(TASK):
What lines below contain the word "boom"? Please pull each one out.

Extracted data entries
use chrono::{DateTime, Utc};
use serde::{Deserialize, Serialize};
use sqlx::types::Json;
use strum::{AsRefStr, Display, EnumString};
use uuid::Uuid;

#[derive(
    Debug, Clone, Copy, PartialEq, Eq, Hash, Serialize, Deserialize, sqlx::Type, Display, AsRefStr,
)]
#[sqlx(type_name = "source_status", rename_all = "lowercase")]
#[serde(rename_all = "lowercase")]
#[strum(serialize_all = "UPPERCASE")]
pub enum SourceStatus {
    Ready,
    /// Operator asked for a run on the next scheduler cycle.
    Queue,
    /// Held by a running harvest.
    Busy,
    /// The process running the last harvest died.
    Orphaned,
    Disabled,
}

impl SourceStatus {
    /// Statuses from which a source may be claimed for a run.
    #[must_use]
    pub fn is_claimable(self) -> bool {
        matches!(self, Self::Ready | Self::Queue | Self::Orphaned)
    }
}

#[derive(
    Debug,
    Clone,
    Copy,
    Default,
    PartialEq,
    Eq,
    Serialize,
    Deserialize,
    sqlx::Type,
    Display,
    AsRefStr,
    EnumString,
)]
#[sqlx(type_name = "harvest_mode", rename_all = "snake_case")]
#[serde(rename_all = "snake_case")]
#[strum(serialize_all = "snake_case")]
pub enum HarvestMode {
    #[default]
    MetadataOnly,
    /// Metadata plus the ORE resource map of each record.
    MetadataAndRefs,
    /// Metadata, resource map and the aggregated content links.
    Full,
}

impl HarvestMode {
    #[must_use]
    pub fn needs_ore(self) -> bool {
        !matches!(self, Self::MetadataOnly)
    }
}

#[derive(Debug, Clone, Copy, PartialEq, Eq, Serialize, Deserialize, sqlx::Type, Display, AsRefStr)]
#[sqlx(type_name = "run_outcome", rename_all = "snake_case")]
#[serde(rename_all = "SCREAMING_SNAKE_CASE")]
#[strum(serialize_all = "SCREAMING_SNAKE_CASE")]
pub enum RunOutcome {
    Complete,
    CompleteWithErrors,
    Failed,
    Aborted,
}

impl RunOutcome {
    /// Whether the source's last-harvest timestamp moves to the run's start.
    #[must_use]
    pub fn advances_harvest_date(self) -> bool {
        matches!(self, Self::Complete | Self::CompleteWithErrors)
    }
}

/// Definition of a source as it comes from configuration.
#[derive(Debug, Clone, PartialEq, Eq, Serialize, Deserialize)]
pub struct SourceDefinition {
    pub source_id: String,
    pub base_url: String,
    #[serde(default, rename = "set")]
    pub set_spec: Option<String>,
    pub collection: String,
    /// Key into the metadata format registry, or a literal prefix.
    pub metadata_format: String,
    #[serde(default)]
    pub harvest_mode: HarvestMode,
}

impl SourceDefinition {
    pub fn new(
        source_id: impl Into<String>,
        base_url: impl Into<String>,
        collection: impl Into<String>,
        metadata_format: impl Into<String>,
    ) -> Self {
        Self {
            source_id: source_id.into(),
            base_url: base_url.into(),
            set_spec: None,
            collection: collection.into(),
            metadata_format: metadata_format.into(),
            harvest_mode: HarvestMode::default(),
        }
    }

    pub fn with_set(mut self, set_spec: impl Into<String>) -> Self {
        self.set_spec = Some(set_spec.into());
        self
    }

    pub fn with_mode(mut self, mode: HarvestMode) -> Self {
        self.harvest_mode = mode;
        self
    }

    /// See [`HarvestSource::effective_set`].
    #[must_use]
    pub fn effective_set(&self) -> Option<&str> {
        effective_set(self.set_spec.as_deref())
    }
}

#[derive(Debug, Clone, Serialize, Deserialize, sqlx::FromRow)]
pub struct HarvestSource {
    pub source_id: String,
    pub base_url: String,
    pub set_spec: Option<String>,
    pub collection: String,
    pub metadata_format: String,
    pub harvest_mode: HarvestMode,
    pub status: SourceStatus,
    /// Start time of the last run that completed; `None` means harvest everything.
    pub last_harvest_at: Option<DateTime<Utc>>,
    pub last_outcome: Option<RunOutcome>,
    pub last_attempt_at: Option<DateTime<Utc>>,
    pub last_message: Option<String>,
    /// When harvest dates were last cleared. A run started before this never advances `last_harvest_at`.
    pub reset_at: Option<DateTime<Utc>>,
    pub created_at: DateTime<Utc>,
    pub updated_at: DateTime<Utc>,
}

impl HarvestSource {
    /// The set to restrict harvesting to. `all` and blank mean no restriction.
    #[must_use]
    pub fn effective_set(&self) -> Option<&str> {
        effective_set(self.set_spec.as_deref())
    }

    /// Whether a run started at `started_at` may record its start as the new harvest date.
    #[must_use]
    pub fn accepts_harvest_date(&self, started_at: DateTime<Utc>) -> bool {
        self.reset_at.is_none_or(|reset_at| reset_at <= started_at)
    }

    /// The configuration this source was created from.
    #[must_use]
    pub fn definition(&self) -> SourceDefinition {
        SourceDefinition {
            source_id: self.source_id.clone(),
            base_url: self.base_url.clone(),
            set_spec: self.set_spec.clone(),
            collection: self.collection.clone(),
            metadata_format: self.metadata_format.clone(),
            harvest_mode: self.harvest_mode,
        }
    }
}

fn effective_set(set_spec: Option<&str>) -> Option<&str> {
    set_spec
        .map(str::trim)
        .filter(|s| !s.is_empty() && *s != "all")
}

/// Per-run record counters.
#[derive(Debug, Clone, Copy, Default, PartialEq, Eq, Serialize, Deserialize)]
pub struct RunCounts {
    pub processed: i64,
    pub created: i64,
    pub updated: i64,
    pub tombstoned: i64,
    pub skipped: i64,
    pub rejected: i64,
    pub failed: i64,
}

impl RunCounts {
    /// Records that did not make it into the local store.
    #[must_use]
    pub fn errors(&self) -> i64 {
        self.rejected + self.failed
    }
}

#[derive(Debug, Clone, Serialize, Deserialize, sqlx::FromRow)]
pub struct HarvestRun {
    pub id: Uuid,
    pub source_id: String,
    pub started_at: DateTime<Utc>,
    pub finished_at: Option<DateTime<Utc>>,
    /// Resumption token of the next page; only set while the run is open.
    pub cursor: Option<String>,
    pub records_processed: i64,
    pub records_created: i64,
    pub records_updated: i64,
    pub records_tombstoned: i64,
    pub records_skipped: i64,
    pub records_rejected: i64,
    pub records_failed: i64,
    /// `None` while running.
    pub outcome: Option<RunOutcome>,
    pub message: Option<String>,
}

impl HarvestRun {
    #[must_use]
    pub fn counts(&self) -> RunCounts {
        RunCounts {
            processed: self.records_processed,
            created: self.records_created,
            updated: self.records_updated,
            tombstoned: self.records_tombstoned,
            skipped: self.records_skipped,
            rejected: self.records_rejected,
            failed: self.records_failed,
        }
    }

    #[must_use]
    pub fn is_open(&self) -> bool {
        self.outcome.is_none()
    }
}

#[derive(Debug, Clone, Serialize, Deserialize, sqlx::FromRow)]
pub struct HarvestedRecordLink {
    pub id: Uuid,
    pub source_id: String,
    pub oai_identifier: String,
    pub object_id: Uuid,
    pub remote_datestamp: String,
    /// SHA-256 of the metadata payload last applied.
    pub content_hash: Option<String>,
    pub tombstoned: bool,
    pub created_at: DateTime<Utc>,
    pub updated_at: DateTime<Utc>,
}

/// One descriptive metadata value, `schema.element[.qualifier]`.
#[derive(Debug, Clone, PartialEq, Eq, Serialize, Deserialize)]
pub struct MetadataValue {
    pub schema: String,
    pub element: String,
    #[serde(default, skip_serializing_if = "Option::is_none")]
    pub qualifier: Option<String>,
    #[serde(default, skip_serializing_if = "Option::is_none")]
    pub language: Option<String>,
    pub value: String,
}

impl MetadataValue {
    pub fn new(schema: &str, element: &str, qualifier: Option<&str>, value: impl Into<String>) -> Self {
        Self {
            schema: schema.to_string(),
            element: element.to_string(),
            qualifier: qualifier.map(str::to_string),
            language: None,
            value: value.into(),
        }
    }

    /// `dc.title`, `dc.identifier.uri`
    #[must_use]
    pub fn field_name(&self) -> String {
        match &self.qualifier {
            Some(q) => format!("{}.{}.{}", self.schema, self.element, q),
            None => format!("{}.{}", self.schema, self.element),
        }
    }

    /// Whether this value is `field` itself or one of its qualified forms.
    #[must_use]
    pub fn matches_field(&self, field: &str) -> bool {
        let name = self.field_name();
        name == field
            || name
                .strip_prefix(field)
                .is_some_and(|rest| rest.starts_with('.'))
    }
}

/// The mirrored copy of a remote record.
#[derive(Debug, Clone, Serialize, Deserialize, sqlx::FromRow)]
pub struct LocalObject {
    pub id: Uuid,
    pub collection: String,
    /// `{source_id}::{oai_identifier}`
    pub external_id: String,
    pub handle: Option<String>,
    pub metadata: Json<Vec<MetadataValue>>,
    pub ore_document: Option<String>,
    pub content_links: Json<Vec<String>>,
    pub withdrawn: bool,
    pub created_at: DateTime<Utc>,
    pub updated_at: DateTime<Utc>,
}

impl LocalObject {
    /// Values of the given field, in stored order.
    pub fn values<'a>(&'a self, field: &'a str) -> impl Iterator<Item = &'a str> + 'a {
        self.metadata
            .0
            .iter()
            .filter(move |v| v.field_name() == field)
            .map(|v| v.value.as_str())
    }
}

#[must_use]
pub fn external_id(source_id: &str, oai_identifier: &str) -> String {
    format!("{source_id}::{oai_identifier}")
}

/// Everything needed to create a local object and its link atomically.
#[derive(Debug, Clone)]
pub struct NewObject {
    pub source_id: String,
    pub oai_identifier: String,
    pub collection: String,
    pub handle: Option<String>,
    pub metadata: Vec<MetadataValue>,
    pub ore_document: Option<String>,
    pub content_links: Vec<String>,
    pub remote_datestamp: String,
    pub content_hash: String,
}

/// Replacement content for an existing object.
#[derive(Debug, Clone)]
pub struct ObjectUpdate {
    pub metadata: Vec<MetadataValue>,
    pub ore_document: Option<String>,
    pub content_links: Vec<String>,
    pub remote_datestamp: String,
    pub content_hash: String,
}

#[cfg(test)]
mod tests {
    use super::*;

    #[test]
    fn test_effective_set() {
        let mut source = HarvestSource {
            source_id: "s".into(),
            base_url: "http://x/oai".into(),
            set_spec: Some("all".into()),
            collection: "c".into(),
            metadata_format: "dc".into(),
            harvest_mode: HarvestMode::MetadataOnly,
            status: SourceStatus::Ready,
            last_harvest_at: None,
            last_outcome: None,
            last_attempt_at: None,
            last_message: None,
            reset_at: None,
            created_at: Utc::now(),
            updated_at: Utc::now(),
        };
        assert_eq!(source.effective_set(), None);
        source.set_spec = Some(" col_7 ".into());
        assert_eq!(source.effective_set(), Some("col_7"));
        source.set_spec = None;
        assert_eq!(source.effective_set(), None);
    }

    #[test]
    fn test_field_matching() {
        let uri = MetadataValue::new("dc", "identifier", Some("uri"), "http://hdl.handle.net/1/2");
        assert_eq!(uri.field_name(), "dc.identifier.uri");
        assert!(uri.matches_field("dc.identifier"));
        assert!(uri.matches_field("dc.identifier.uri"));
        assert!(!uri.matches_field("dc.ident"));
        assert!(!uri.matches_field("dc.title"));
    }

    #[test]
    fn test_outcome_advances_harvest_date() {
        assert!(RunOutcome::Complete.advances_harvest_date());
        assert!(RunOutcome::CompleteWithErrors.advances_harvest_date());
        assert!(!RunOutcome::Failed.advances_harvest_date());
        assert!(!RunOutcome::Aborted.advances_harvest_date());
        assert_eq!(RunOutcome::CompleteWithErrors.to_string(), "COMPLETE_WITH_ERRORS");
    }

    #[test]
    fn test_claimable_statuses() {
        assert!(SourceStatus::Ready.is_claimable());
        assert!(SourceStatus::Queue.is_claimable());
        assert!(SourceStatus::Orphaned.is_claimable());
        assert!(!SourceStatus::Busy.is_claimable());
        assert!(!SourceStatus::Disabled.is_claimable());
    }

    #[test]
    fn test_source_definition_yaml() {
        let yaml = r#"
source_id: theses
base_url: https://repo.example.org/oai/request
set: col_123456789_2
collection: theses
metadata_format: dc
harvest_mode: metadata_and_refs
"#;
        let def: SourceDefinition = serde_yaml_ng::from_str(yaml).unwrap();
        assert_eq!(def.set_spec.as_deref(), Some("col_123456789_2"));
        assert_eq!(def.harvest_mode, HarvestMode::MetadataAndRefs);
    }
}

--

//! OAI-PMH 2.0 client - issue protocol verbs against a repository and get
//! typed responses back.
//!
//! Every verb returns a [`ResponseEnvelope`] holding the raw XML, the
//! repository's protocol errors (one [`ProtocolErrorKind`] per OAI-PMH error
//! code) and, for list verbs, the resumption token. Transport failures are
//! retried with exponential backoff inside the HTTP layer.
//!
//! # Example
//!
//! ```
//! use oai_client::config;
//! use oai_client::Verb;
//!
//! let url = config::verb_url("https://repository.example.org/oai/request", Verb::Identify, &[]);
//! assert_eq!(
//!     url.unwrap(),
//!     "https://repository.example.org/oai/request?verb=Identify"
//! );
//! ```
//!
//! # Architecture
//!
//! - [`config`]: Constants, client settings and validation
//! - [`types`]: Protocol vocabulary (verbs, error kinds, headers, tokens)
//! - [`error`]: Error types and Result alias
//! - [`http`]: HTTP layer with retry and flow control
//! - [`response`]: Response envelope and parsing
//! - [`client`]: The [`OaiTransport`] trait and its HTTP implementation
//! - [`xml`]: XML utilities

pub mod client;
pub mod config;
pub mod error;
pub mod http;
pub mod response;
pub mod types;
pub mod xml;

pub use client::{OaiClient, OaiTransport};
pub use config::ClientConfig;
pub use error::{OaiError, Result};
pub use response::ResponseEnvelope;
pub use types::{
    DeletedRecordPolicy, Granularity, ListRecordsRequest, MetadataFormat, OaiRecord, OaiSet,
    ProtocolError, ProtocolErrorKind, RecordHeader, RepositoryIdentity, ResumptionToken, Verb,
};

---

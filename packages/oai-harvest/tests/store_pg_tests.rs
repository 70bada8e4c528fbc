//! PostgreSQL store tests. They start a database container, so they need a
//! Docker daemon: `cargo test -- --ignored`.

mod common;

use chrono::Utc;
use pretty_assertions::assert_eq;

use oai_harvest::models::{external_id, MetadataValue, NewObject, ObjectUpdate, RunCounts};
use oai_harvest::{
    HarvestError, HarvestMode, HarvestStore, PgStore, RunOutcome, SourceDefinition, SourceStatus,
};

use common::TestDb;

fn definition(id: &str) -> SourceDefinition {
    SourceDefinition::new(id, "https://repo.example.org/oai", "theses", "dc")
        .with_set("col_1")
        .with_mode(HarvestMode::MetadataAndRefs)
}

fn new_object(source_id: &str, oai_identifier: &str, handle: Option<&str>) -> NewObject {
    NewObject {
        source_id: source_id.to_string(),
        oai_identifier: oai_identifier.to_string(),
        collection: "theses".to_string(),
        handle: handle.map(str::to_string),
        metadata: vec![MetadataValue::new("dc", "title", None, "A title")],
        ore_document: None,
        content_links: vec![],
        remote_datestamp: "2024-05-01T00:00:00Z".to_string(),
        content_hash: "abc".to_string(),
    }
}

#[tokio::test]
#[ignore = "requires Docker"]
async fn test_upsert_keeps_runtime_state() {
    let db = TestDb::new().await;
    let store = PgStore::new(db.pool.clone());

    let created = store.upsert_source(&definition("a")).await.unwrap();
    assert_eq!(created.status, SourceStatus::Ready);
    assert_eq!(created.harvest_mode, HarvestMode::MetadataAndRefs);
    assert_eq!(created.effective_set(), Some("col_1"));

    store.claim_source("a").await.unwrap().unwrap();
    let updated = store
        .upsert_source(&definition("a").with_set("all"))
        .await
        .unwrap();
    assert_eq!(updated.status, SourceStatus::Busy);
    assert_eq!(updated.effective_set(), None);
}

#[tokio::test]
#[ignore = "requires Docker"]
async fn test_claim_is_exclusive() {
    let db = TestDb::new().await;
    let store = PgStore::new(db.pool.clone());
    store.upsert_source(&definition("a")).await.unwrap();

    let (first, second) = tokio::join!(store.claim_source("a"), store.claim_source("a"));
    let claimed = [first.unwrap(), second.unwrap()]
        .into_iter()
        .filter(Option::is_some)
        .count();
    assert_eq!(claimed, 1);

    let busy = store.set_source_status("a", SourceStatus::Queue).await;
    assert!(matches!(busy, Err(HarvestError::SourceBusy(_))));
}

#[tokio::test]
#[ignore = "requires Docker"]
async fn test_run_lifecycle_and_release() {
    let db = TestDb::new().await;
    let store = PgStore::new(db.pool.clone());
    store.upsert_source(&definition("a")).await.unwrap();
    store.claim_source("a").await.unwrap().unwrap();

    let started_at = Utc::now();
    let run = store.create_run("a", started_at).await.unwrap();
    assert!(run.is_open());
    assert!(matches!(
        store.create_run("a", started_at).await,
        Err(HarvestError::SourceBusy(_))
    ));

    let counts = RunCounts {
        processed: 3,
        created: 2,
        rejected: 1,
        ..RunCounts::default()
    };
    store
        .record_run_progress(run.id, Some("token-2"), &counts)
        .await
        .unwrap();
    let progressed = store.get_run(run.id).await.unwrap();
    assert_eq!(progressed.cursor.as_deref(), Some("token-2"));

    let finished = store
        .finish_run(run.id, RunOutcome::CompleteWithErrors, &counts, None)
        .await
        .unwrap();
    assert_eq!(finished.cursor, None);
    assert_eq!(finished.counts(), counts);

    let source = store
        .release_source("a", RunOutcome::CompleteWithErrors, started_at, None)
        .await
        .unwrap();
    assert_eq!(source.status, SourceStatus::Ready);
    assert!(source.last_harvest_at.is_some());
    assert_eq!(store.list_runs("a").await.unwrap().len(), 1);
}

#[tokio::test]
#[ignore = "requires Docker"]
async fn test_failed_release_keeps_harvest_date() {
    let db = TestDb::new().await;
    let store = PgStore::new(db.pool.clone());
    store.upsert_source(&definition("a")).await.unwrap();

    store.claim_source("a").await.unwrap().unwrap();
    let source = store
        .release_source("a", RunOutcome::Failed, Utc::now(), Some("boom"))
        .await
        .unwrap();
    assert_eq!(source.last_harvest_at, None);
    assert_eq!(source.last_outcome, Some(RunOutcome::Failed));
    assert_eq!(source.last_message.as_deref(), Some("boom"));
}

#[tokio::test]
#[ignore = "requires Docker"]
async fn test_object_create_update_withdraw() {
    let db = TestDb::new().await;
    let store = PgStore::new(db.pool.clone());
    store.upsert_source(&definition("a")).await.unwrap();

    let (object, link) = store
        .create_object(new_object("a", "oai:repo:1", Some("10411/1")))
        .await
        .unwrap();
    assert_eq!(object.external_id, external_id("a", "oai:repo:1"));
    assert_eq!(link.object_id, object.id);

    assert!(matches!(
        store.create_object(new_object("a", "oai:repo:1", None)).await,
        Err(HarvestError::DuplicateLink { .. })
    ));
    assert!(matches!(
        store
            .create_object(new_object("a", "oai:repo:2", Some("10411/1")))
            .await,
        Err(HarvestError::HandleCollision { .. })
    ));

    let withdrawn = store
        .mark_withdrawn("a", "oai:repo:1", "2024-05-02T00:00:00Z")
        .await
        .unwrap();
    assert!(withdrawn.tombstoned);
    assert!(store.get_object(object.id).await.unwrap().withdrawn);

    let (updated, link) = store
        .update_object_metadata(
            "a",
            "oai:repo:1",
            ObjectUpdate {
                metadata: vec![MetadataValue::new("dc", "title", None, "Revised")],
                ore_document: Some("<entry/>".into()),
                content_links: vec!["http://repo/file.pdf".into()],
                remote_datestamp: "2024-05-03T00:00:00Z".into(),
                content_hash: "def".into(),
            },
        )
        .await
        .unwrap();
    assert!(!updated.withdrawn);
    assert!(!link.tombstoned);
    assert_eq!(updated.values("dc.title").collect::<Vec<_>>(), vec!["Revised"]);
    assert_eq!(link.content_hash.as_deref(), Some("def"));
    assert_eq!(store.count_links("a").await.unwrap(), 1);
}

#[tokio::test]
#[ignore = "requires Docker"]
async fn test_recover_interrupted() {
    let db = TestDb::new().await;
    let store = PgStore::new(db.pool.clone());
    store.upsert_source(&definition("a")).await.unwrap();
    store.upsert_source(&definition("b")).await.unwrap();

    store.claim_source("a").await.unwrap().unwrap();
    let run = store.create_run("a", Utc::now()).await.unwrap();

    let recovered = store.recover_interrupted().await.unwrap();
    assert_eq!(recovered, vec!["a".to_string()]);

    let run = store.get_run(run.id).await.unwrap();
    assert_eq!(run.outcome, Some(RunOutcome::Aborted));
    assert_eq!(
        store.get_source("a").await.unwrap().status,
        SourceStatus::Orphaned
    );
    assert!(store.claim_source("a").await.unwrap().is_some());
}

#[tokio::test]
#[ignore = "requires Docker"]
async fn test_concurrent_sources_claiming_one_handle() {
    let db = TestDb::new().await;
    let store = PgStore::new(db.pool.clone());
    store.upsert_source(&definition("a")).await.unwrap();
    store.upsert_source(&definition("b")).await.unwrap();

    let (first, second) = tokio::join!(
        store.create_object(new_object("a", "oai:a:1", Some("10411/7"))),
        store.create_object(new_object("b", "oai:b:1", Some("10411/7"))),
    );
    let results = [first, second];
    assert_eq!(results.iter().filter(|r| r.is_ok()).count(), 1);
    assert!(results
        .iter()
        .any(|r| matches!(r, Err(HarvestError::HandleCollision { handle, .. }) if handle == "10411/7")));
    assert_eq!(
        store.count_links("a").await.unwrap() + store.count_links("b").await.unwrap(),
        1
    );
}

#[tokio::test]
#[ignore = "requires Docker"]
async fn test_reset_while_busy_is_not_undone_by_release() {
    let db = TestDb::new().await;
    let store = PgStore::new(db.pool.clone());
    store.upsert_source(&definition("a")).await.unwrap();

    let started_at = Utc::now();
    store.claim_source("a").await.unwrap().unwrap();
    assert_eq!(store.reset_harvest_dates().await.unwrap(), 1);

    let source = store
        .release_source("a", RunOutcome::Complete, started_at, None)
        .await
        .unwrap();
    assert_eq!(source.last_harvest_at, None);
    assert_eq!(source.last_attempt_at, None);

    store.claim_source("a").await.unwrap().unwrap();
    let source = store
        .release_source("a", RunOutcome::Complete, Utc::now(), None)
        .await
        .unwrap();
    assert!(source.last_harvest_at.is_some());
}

(ANSWER BELOW):
        .release_source("a", RunOutcome::Failed, Utc::now(), Some("boom"))
    assert_eq!(source.last_message.as_deref(), Some("boom"));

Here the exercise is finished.